Day 5: China Adventure – Xi’an & The Terracotta Army
We woke up on our train at 7:30 AM and were ready to take on the ancient city of Xi’an which was the capital of China under the Tang Dynasty. We met our local guide, Ken, and headed to our hotel for breakfast.
On our way to the hotel, we learned that the Chinese President & Indian Prime Minister were in town to negotiate a trade deal. This led to a lot of street closures and forced our tour guides to make a few last minute changes, but they did them so well that the day’s itinerary felt natural.
After a quick breakfast, we left for the Tang Bo Art Museum which displayed art that was primarily done by amateurs. We received a quick tour of the museum and received an abbreviated history of the art in it.
This is the old traditional Chinese house. The bedroom is located a level above the kitchen, but in an adjacent room. This allows the heat from the oven to warm the bedroom.
Shadow Puppets (Made out of Donkey Skin)
Traditional Chinese Artwork
Traditional Chinese Artwork
We concluded our tour with a calligraphy lesson. The brushes we used were made out of rat whiskers and the paper was rice paper.
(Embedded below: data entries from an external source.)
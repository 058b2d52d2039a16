use std::path::{Path, PathBuf};
use std::sync::{Arc, Mutex};

use async_trait::async_trait;
use chrono::Utc;
use rusqlite::{params, Connection, OptionalExtension};
use tokio::task::spawn_blocking;
use tracing::debug;

use super::error::StorageError;
use super::schema::init_database;
use super::{KeyValueStore, USAGE_DB_FILENAME};

/// SQLite-backed key-value store living in `<data_dir>/usage.db`.
pub struct SqliteKeyValueStore {
    db_path: PathBuf,
    conn: Arc<Mutex<Connection>>,
}

impl SqliteKeyValueStore {
    pub fn new(data_dir: &Path) -> Result<Self, StorageError> {
        std::fs::create_dir_all(data_dir)?;
        let db_path = data_dir.join(USAGE_DB_FILENAME);
        let conn = Connection::open(&db_path)?;
        conn.pragma_update(None, "journal_mode", "WAL")?;
        init_database(&conn)?;

        debug!(path = %db_path.display(), "opened usage database");

        Ok(Self {
            db_path,
            conn: Arc::new(Mutex::new(conn)),
        })
    }

    pub fn db_path(&self) -> &Path {
        &self.db_path
    }

    async fn with_connection<T, F>(&self, op: F) -> Result<T, StorageError>
    where
        T: Send + 'static,
        F: FnOnce(&Connection) -> Result<T, StorageError> + Send + 'static,
    {
        let conn = Arc::clone(&self.conn);
        spawn_blocking(move || {
            let conn = conn.lock().map_err(|_| StorageError::ConnectionPoisoned)?;
            op(&*conn)
        })
        .await?
    }
}

#[async_trait]
impl KeyValueStore for SqliteKeyValueStore {
    async fn get(&self, key: &str) -> Result<Option<String>, StorageError> {
        let key = key.to_string();
        self.with_connection(move |conn| {
            let value = conn
                .query_row(
                    "SELECT value FROM kv_store WHERE key = ?1",
                    params![key],
                    |row| row.get::<_, String>(0),
                )
                .optional()?;
            Ok(value)
        })
        .await
    }

    async fn set(&self, key: &str, value: &str) -> Result<(), StorageError> {
        let key = key.to_string();
        let value = value.to_string();
        self.with_connection(move |conn| {
            let now = Utc::now().to_rfc3339();
            conn.execute(
                r#"
                INSERT INTO kv_store (key, value, updated_at)
                VALUES (?1, ?2, ?3)
                ON CONFLICT(key) DO UPDATE SET
                    value = excluded.value,
                    updated_at = excluded.updated_at
                "#,
                params![key, value, now],
            )?;
            Ok(())
        })
        .await
    }
}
I very quickly learned that I am still horrible at art!
Our Instructor’s Calligraphy
After our tour, we left to see our second Eight Wonder of the World in 3 days – the Terracotta Army! They were discovered by a group of farmers in 1979 when they were digging for a well. Only one farmer is still alive and he works in the gift shop.
The Terracotta Army was commissioned by Emperor Qin Shi Huang of the Tang Dynasty who believed he was going to lead a war in the afterlife and needed an army to protect him and fight his battles. The Emperor wanted to be the only person who had that specific army, so all the sculptors were killed after they completed their work. Knowing this, they carved their faces into the warriors so they could also live on in an afterlife. We also learned that the Emperor was obsessed with immortality and was led to believe that mercury was the elixir of life. Given that he drank it every day, he may not have been sane when he commissioned the army!
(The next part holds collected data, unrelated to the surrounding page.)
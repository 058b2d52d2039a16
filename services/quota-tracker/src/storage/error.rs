use std::io;

use thiserror::Error;

#[derive(Debug, Error)]
pub enum StorageError {
    #[error("database error: {0}")]
    DatabaseError(#[from] rusqlite::Error),
    #[error("io error: {0}")]
    IoError(#[from] io::Error),
    #[error("storage connection poisoned")]
    ConnectionPoisoned,
    #[error("storage task failed: {0}")]
    TaskFailed(#[from] tokio::task::JoinError),
    #[error("failed to encode usage record: {0}")]
    EncodeError(#[from] serde_json::Error),
    /// Raised by backends outside this crate (device stores, remote KV) that
    /// have no richer error to report.
    #[error("storage backend unavailable: {0}")]
    Unavailable(String),
}
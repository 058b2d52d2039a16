use std::sync::Arc;

pub mod handlers;
pub mod router;
pub mod types;

pub use router::create_router;
pub use types::*;

use crate::config::QuotaTrackerConfig;
use crate::tracker::QuotaPolicy;

pub struct ApiState {
    pub quota_policy: Arc<QuotaPolicy>,
    pub config: Arc<QuotaTrackerConfig>,
}

impl ApiState {
    pub fn new(quota_policy: Arc<QuotaPolicy>, config: QuotaTrackerConfig) -> Self {
        Self {
            quota_policy,
            config: Arc::new(config),
        }
    }
}
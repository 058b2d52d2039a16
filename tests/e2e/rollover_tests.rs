use std::sync::Arc;

use anyhow::Result;
use chat_quota_tracker::ManualClock;

use super::TestHarness;

#[tokio::test(flavor = "multi_thread")]
async fn test_new_month_resets_exhausted_quota() -> Result<()> {
    let clock = Arc::new(ManualClock::at_month(2024, 1));
    let harness = TestHarness::start_memory(5, clock.clone()).await?;

    for _ in 0..5 {
        harness.increment(false, false).await?;
    }
    assert!(harness.limit_reached(false, false).await?);

    clock.set_month(2024, 2);
    let (status, usage) = harness.get_json("/api/quota").await?;
    assert_eq!(status, 200);
    assert_eq!(usage["period"], "2024-02");
    assert_eq!(usage["count"], 0);
    assert!(!harness.limit_reached(false, false).await?);

    harness.shutdown().await
}

#[tokio::test(flavor = "multi_thread")]
async fn test_year_boundary_rollover() -> Result<()> {
    let clock = Arc::new(ManualClock::at_month(2024, 12));
    let harness = TestHarness::start_memory(5, clock.clone()).await?;
    harness.increment(false, false).await?;

    clock.set_month(2025, 1);
    let body = harness.increment(false, false).await?;
    assert_eq!(body["usage"]["period"], "2025-01");
    assert_eq!(body["usage"]["count"], 1);

    harness.shutdown().await
}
The actual archaeological site has three pits. Two pits are fully excavated, but the third pit is dug out to just above the warriors. When the first pit was dug out, the color that the warriors were painted disappeared when the modern air contacted the surface of the statues, so they are waiting for technology to advance to the point where they can retain the original colors.
Pit 1 is the largest pit and was found to the east of the Emperor’s burial site. This is because the army was supposed to protect him from an attack from the east.
Pit 1 was massive
The restoration of the warriors is done on site
After a quick lunch, we went to pit 3 which many believe was meant to be the “strategy room” due to the positioning of the soldiers. They are have their backs along the wall as if someone important was walking between them.
Our final stop was the partially excavated pit.
Partially Excavated Pit
The pit also had four warriors in glass cases for the public to look at. The detail was phenomenal – you could even see the sole on one of their shoes! Also, one statue was sprayed with a chemical to preserve the natural coloring for 40 years.